To access the assembly and richness of the microbiomial RNA in blood, we used phylogenetic marker genes to assign the candidate microbial reads to the bacterial and archaeal taxa. We used PhyloSift (v 1.0.1 with default parameters) to perform taxonomic profiling of the whole blood samples17. PhyloSift makes use of a set of protein coding genes found to be relatively universal (i.e., present in nearly all bacterial and archaeal taxa) and have low variation in copy number between taxa. Homologs of these genes in new sequence data (e.g., the transcriptomes used here) are identified and then placed into a phylogenetic and taxonomic context by comparison to references from sequenced genomes. For our replication study, we used MetaPhlAn for microbial profiling v.1.7.728. MetaPhlAn was run in two stages; the first stage identifies the candidate microbial reads (i.e., reads hitting a marker) and the second stage profiles metagenomes in terms of relative abundances. We used MetaPhlAn, rather than PhyloSift, due to differences in library preparation (polyA enrichment versus Ribo-Zero); there were an insufficient number of reads matching the database of the marker genes curated by PhyloSift for adequate microbial profiling of the replication sample.

Estimating microbial diversity

Microbial diversity, or alpha diversity, within each sample was determined using the inverse Simpson index. This index simultaneously assesses both richness (corresponding to the number of distinct taxa) and relative abundance of the microbial communities within each sample29. In particular, it enables effective differentiation between the microbial communities shaped by the dominant taxa and the communities with many taxa with even abundances30 (asbio R package). To measure sample-to-sample dissimilarities between microbial communities, we use Bray-Curtis beta diversity index, which accounts for both changes in the abundances of the shared taxa and for taxa uniquely present in one of the samples (vegan R package). Higher beta diversity indicates higher level of dissimilarity between microbial communities, providing a link between diversity at local scales (alpha diversity) and the diversity corresponding to total microbial richness of the subject group (gamma diversity31).

Statistical analysis of microbiome diversity

To test for differences in alpha diversity between disease groups, we fit an analysis of covariance (ANCOVA) model using normalized values of alpha, including sex and age, and technical covariates (RNA INtegrity value (RIN), batch, flow cell lane and RNA concentration) into the model. Bonferroni correction for multiple testing was used. To determine the relative effect size of alpha diversity on SCZ status, we fit a logistic regression model including the same covariates and measure reduction in R2 comparing the full logistic regression model versus a reduced model with alpha removed. Analysis of beta diversity was performed analogously (see Supplementary Methods).

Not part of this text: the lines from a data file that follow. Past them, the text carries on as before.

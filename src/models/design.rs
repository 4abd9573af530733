use std::collections::BTreeMap;
use std::fmt;

use serde::{Deserialize, Serialize};

/// 设计生命周期状态
///
/// draft 可自由编辑/删除，closed 一经定稿不可逆转。
#[derive(Debug, Clone, Copy, PartialEq, Eq, Serialize, Deserialize)]
#[serde(rename_all = "lowercase")]
pub enum DesignStatus {
    Draft,
    Closed,
}

impl DesignStatus {
    pub fn as_str(self) -> &'static str {
        match self {
            DesignStatus::Draft => "draft",
            DesignStatus::Closed => "closed",
        }
    }

    pub fn from_str(s: &str) -> Option<Self> {
        match s {
            "draft" => Some(DesignStatus::Draft),
            "closed" => Some(DesignStatus::Closed),
            _ => None,
        }
    }
}

impl fmt::Display for DesignStatus {
    fn fmt(&self, f: &mut fmt::Formatter<'_>) -> fmt::Result {
        f.write_str(self.as_str())
    }
}

/// 课程分组类型：按章节选题或按知识点选题
#[derive(Debug, Clone, Copy, PartialEq, Eq, Serialize, Deserialize)]
#[serde(rename_all = "lowercase")]
pub enum GroupKind {
    Chapter,
    Topic,
}

/// 课程分组中的单个条目
///
/// AI 模式下 qn_count 必须为空，手动模式下必须给出。
#[derive(Debug, Clone, Serialize, Deserialize)]
pub struct CodeSelection {
    pub code: String,
    #[serde(default, skip_serializing_if = "Option::is_none")]
    pub qn_count: Option<u32>,
}

/// 课程分组：一组章节编码或知识点编码
#[derive(Debug, Clone, Serialize, Deserialize)]
pub struct CurriculumGroup {
    #[serde(rename = "type")]
    pub kind: GroupKind,
    pub codes: Vec<CodeSelection>,
}

/// 设计创建/更新请求
///
/// status 沿用接口约定的整数：1 = 存为草稿，2 = 定稿并生成试卷。
#[derive(Debug, Clone, Serialize, Deserialize)]
pub struct DesignRequest {
    pub exam_name: String,
    pub status: u8,
    pub is_ai_selected: bool,
    pub subject_code: String,
    pub medium_code: String,
    #[serde(default)]
    pub board_id: Option<i64>,
    #[serde(default)]
    pub state_id: Option<i64>,
    #[serde(default)]
    pub exam_mode: Option<String>,
    #[serde(default)]
    pub standard: Option<String>,
    pub total_time: u32,
    pub total_questions: u32,
    pub no_of_sets: u32,
    pub no_of_versions: u32,
    #[serde(default)]
    pub qtn_codes_to_exclude: Vec<String>,
    #[serde(default)]
    pub chapters_topics: Vec<CurriculumGroup>,
}

/// 持久化的设计记录
#[derive(Debug, Clone)]
pub struct DesignRecord {
    pub id: i64,
    pub design_code: String,
    pub design_name: String,
    pub exam_id: Option<i64>,
    pub subject_id: i64,
    pub medium_id: i64,
    pub board_id: Option<i64>,
    pub state_id: Option<i64>,
    pub standard: Option<String>,
    pub exam_mode: Option<String>,
    pub total_time: u32,
    pub total_questions: u32,
    pub no_of_sets: u32,
    pub no_of_versions: u32,
    pub status: DesignStatus,
    pub chapter_topics: Vec<CurriculumGroup>,
    pub questions_to_exclude: Vec<String>,
    pub total_question_codes: Vec<String>,
    pub created_by: i64,
    pub is_active: bool,
}

/// 某分组配额未满足时的缺口记录
#[derive(Debug, Clone, PartialEq, Eq, Serialize, Deserialize)]
pub struct ShortfallInfo {
    pub required: usize,
    pub available: usize,
    pub note: String,
}

/// 选题结果：入选编码池 + 缺口台账 + 各分组实际分布
#[derive(Debug, Clone)]
pub struct SelectionOutcome {
    /// 入选题目编码；手动模式补齐时可能包含重复编码
    pub selected_question_codes: Vec<String>,
    pub shortfall: BTreeMap<String, ShortfallInfo>,
    pub distribution: BTreeMap<String, usize>,
}

/// 持久化的试卷记录：一份 (设计, 套卷, 版本) 的物理试卷
#[derive(Debug, Clone)]
pub struct PaperRecord {
    pub id: i64,
    pub paper_code: String,
    pub design_id: i64,
    /// 洗牌后的题目编码序列
    pub q_codes: Vec<String>,
    pub total_questions: u32,
    pub total_time: u32,
    pub created_by: i64,
}

// ========== 响应视图 ==========

/// 单个选项视图（A/B/C/D）
#[derive(Debug, Clone, Serialize)]
pub struct OptionView {
    pub id: &'static str,
    pub text: String,
    #[serde(skip_serializing_if = "Option::is_none")]
    pub is_correct: Option<bool>,
}

/// 试卷中的单道题目视图
#[derive(Debug, Clone, Serialize)]
pub struct QuestionView {
    pub id: String,
    pub text: String,
    pub options: Vec<OptionView>,
}

/// 单份试卷视图
#[derive(Debug, Clone, Serialize)]
pub struct PaperView {
    pub id: String,
    pub qns: Vec<QuestionView>,
}

/// 解析出名称后的课程条目
#[derive(Debug, Clone, Serialize)]
pub struct ResolvedCode {
    pub code: String,
    #[serde(skip_serializing_if = "Option::is_none")]
    pub qn_count: Option<u32>,
    pub name: String,
    /// 知识点条目附带所属章节信息
    #[serde(skip_serializing_if = "Option::is_none")]
    pub chapter_details: Option<ChapterDetails>,
}

#[derive(Debug, Clone, Serialize)]
pub struct ChapterDetails {
    pub code: String,
    pub name: String,
}

#[derive(Debug, Clone, Serialize)]
pub struct ResolvedGroup {
    #[serde(rename = "type")]
    pub kind: GroupKind,
    pub codes: Vec<ResolvedCode>,
}

/// 设计创建/定稿/查询的统一响应
#[derive(Debug, Clone, Serialize)]
pub struct DesignResult {
    pub exam_name: String,
    pub exam_code: String,
    pub status: DesignStatus,
    pub number_of_sets: u32,
    pub number_of_versions: u32,
    pub no_of_qns: u32,
    pub subject: String,
    pub medium: String,
    pub board_id: Option<i64>,
    pub state_id: Option<i64>,
    pub standard: Option<String>,
    pub exam_mode: Option<String>,
    pub chapters_topics: Vec<ResolvedGroup>,
    pub questions_to_exclude: Vec<String>,
    pub shortfall_info: BTreeMap<String, ShortfallInfo>,
    pub question_papers: Vec<PaperView>,
}

/// 从试卷中移除一道题目的结果
#[derive(Debug, Clone, Serialize)]
pub struct RemovalResult {
    pub question_code: String,
    pub paper_code: String,
    pub design_code: String,
    pub total_questions_in_paper: u32,
    pub total_questions_in_design: u32,
    /// 题目处于 review 状态时会被硬删除
    pub question_deleted: bool,
}
/// 程序配置文件
#[derive(Clone, Debug)]
pub struct Config {
    /// SQLite 数据库文件路径
    pub db_path: String,
    /// 题库 TOML 文件存放目录
    pub bank_folder: String,
    /// 设计请求 TOML 文件存放目录
    pub design_folder: String,
    /// 是否显示详细日志
    pub verbose_logging: bool,
    /// 输出日志文件
    pub output_log_file: String,
    /// 随机数种子（不设置则使用系统熵，测试时可固定）
    pub rng_seed: Option<u64>,
    /// 批处理时使用的操作员用户 ID（鉴权在上游完成）
    pub operator_user_id: i64,
}

impl Default for Config {
    fn default() -> Self {
        Self {
            db_path: "exam_paper.db".to_string(),
            bank_folder: "bank_toml".to_string(),
            design_folder: "design_toml".to_string(),
            verbose_logging: false,
            output_log_file: "output.txt".to_string(),
            rng_seed: None,
            operator_user_id: 1,
        }
    }
}

impl Config {
    pub fn from_env() -> Self {
        let default = Self::default();
        Self {
            db_path: std::env::var("DB_PATH").unwrap_or(default.db_path),
            bank_folder: std::env::var("BANK_FOLDER").unwrap_or(default.bank_folder),
            design_folder: std::env::var("DESIGN_FOLDER").unwrap_or(default.design_folder),
            verbose_logging: std::env::var("VERBOSE_LOGGING").ok().and_then(|v| v.parse().ok()).unwrap_or(default.verbose_logging),
            output_log_file: std::env::var("OUTPUT_LOG_FILE").unwrap_or(default.output_log_file),
            rng_seed: std::env::var("RNG_SEED").ok().and_then(|v| v.parse().ok()),
            operator_user_id: std::env::var("OPERATOR_USER_ID").ok().and_then(|v| v.parse().ok()).unwrap_or(default.operator_user_id),
        }
    }
}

Reference-free microbiome analysis

We complement the reference-based taxonomic analysis with a reference-independent analysis. We use EMDeBruijn (, a reference-free approach capable of quantifying differences in microbiome composition between the samples. EMDeBruijn compresses the k-mer counts of two given samples onto de Bruijn graphs and then measures the minimal cost of transforming one of these graphs into the other. To determine overlap between the results from PhyloSift and EMDeBruijn, we correlated principal components of EMDeBruijn and PhyloSift by Spearman rank correlation, including all samples.

Estimation of cell proportions in whole blood

We assessed DNA methylation data from 65 controls taken from our replication sample, and we compared methylation-derived blood cell proportions estimated using Houseman’s estimation method32,33 to alpha diversity after adjusting for age, gender, RIN and all technical parameters. We tested whether alpha diversity levels are associated with cell type abundance estimates. More details on the method, quality control pipeline of the methylation data, and statistical analysis can be found in Supplementary Methods.


Studying microbial RNA in blood

To study the composition of microbial RNA in blood, we determined the microbial meta-transcriptome present in the blood of unaffected controls (Controls, n = 49) and patients with three brain-related disorders: SCZ (n = 48), ALS (n = 47), and bipolar disorder (BPD, n = 48) (Fig. 1, Table 1).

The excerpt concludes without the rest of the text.